LE OMBRE SUL CASO DI PRESUNTO AVVELENAMENTO DI VLADIMIR KARA-MURZA
Una mossa, quella della “back list”, che arriva a poche ore di distanza dello scossone provocato dalla vicenda di Vladimir Kara-Murza lo storico, politico e giornalista, coordinatore di Open Russia (il “movimento sociale” fondato da Mikhail Khodorkovskij) e dirigente di RPR Parnas, il partito di Boris Nemtsov, che lotta fra la vita e la morte a causa di una sospetta e improvvisa insufficienza renale che molti attribuiscono ad un avvelenamento. «La situazione è più seria di quanto pensassimo», ammette il padre di Vladimir mentre la moglie, Evghenija, parla di «sintomi da avvelenamento» e insiste per trasferire il marito in Europa o in Israele: «In Russia è in pericolo».
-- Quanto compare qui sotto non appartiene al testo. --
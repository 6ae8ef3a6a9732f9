/// Build engine error types
use std::path::PathBuf;
use thiserror::Error;

pub type BuildResult<T> = Result<T, BuildError>;

#[derive(Debug, Error)]
pub enum BuildError {
    #[error("Could not find '{name}' in sources or intermediates (needed by '{target}')")]
    MissingSource { target: String, name: String },

    #[error("Unknown command for target '{target}': {command}")]
    UnrecognizedCommand { target: String, command: String },

    #[error("Malformed rule for target '{target}': {reason}")]
    MalformedRule { target: String, reason: String },

    #[error("Error running command {tool} (exit code {exit_code:?}):\n\n{stderr}")]
    CommandExecution {
        tool: String,
        exit_code: Option<i32>,
        stderr: String,
    },

    #[error("Cyclic source materialization: {0}")]
    CyclicDependency(String),

    #[error("Circular dependency detected: {0}")]
    CircularDependency(String),

    #[error("Target '{target}' depends on '{dependency}', which is not in the graph")]
    UnknownTarget { target: String, dependency: String },

    #[error("Failed to start {tool}: {error}")]
    ToolSpawn {
        tool: String,
        error: std::io::Error,
    },

    #[error("Invalid build description {path}:{line}: {reason}")]
    DescriptionError {
        path: PathBuf,
        line: usize,
        reason: String,
    },

    #[error("Invalid build configuration: {0}")]
    InvalidConfig(String),

    #[error("I/O error at {path}: {error}")]
    IoError {
        path: PathBuf,
        error: std::io::Error,
    },

    #[error("I/O error: {0}")]
    Io(#[from] std::io::Error),
}

impl BuildError {
    /// Create an I/O error with path context
    pub fn io(path: impl Into<PathBuf>, error: std::io::Error) -> Self {
        Self::IoError {
            path: path.into(),
            error,
        }
    }

    /// Create a missing source error
    pub fn missing_source(target: impl Into<String>, name: impl Into<String>) -> Self {
        Self::MissingSource {
            target: target.into(),
            name: name.into(),
        }
    }

    /// Create a malformed rule error
    pub fn malformed(target: impl Into<String>, reason: impl ToString) -> Self {
        Self::MalformedRule {
            target: target.into(),
            reason: reason.to_string(),
        }
    }

    /// Create a description parse error
    pub fn description(path: impl Into<PathBuf>, line: usize, reason: impl ToString) -> Self {
        Self::DescriptionError {
            path: path.into(),
            line,
            reason: reason.to_string(),
        }
    }
}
Se al momento i medici del 1° Ospedale Pirogov di Mosca parlano di intossicazione, alludendo forse a una dose eccessiva degli antidepressivi che Kara-Murza avrebbe iniziato a prendere dopo la morte – anch’essa sospetta – dell’uomo che aveva sempre al suo fianco, appunto Nemtsov, gli attivisti dell’opposizione russa ricordano che Vladimir Kara-Murza si è sentito male il giorno successivo alla presentazione di un film-documentario, “La Famiglia”, prodotto da Open Russia: un atto di accusa nei confronti di Ramzan Kadyrov, signore della Cecenia.
LA PRATICA DEGLI OMICIDI CAUSATI DA AVVELENAMENTO
Un’altra ombra si allunga, così, su Putin. Non sarebbe affatto la prima volta, infatti, che la Russia utilizza questi sistemi per togliere di mezzo oppositori agguerriti e figure che potrebbero minare la stabilità del governo stesso. Il New Yorker, nell’articolo intitolato provocatoriamente “La Russia di Putin: non camminare, non mangiare, non bere”, scrive a tal proposito: «Gli omicidi per avvelenamento sono molto più frequenti di quelli causati da armi da fuoco». Il più famoso è quello del dissidente russo Alexander Litvinenko, morto nel Regno Unito nel 2006 per avvelenamento da polonio. Litvinenko morì in circostanze ancora oggi poco chiare e da allora circolano racconti, analisi e supposizioni che attribuiscono al governo russo un ruolo nella vicenda.